[Start of Attachment]

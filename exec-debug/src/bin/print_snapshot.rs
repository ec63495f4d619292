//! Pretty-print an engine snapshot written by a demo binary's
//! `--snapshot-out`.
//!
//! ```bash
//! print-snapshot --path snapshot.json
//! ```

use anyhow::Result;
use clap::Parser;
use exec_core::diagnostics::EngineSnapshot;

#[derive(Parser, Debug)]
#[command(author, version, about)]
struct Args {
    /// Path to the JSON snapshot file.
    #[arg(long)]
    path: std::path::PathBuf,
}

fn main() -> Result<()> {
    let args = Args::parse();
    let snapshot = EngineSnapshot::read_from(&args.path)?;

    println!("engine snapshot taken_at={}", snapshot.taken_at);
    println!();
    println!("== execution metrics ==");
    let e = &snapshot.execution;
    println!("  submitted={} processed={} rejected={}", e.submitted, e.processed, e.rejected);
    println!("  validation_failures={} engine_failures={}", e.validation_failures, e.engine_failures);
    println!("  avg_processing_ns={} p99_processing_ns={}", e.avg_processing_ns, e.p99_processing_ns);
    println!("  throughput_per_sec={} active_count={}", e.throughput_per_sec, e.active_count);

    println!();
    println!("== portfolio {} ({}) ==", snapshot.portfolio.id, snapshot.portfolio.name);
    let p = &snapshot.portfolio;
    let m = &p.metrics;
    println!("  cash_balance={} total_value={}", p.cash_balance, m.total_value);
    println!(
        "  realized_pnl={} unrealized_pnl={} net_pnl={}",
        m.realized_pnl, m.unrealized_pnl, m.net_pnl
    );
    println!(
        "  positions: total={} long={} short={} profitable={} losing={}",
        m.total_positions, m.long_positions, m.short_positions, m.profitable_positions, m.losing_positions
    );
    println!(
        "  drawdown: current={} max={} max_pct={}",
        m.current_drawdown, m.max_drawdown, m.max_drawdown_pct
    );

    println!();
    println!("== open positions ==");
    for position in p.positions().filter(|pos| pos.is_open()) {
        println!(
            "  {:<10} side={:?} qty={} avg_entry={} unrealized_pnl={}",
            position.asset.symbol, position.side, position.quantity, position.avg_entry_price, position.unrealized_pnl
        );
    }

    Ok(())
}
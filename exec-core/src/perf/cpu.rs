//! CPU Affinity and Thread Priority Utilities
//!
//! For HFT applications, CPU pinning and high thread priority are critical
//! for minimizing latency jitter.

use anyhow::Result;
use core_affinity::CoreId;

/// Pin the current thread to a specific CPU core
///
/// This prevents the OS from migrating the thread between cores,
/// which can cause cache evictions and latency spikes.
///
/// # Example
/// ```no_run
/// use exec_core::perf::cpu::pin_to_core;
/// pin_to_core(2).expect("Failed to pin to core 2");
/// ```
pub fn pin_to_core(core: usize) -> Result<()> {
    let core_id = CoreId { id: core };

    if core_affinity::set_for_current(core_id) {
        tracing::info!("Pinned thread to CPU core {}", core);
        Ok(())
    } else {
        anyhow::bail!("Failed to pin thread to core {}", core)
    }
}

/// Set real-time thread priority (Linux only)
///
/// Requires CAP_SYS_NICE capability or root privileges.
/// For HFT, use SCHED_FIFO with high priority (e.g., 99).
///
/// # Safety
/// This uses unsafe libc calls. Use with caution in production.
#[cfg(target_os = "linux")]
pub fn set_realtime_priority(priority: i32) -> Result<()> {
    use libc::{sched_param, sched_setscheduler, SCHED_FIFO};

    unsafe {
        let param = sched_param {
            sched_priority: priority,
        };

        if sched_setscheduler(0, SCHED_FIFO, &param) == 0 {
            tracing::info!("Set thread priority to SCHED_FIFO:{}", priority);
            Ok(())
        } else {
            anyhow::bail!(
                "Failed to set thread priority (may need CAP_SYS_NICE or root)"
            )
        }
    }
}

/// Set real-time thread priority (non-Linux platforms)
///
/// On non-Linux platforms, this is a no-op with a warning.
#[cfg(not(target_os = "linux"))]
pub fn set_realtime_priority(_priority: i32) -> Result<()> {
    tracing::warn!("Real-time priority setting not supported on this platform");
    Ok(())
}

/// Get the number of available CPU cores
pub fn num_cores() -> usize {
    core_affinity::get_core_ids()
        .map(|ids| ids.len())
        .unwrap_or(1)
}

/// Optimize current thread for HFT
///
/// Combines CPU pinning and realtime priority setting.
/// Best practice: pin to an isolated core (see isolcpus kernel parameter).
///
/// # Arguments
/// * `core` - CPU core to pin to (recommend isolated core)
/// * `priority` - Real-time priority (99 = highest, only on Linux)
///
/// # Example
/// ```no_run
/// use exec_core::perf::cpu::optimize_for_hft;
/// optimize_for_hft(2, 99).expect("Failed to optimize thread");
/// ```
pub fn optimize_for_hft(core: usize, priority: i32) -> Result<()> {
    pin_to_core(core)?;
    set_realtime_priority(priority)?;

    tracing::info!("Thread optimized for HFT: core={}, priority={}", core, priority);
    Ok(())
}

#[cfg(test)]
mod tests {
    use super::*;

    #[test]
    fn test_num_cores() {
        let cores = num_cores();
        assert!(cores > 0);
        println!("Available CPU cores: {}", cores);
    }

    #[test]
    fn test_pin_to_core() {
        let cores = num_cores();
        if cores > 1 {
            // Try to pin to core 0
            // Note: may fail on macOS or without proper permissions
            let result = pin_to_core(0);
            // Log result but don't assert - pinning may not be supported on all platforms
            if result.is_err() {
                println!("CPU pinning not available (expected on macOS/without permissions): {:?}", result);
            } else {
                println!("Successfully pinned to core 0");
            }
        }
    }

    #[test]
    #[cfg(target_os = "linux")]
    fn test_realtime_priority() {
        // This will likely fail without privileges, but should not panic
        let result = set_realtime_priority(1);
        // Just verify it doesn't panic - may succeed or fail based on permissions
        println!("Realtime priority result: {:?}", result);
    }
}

[End of Attachment]

Directions for this task - Transcribe the lines above between the line holding "m.current_drawdown, m.max_drawdown, m.max_drawdown_pct" and the line holding "minimizing latency jitter.", inclusive, exactly as they stand and with nothing added.

Response box -
        m.current_drawdown, m.max_drawdown, m.max_drawdown_pct
    );

    println!();
    println!("== open positions ==");
    for position in p.positions().filter(|pos| pos.is_open()) {
        println!(
            "  {:<10} side={:?} qty={} avg_entry={} unrealized_pnl={}",
            position.asset.symbol, position.side, position.quantity, position.avg_entry_price, position.unrealized_pnl
        );
    }

    Ok(())
}
filename exec-core/src/perf/cpu.rs
//! CPU Affinity and Thread Priority Utilities
//!
//! For HFT applications, CPU pinning and high thread priority are critical
//! for minimizing latency jitter.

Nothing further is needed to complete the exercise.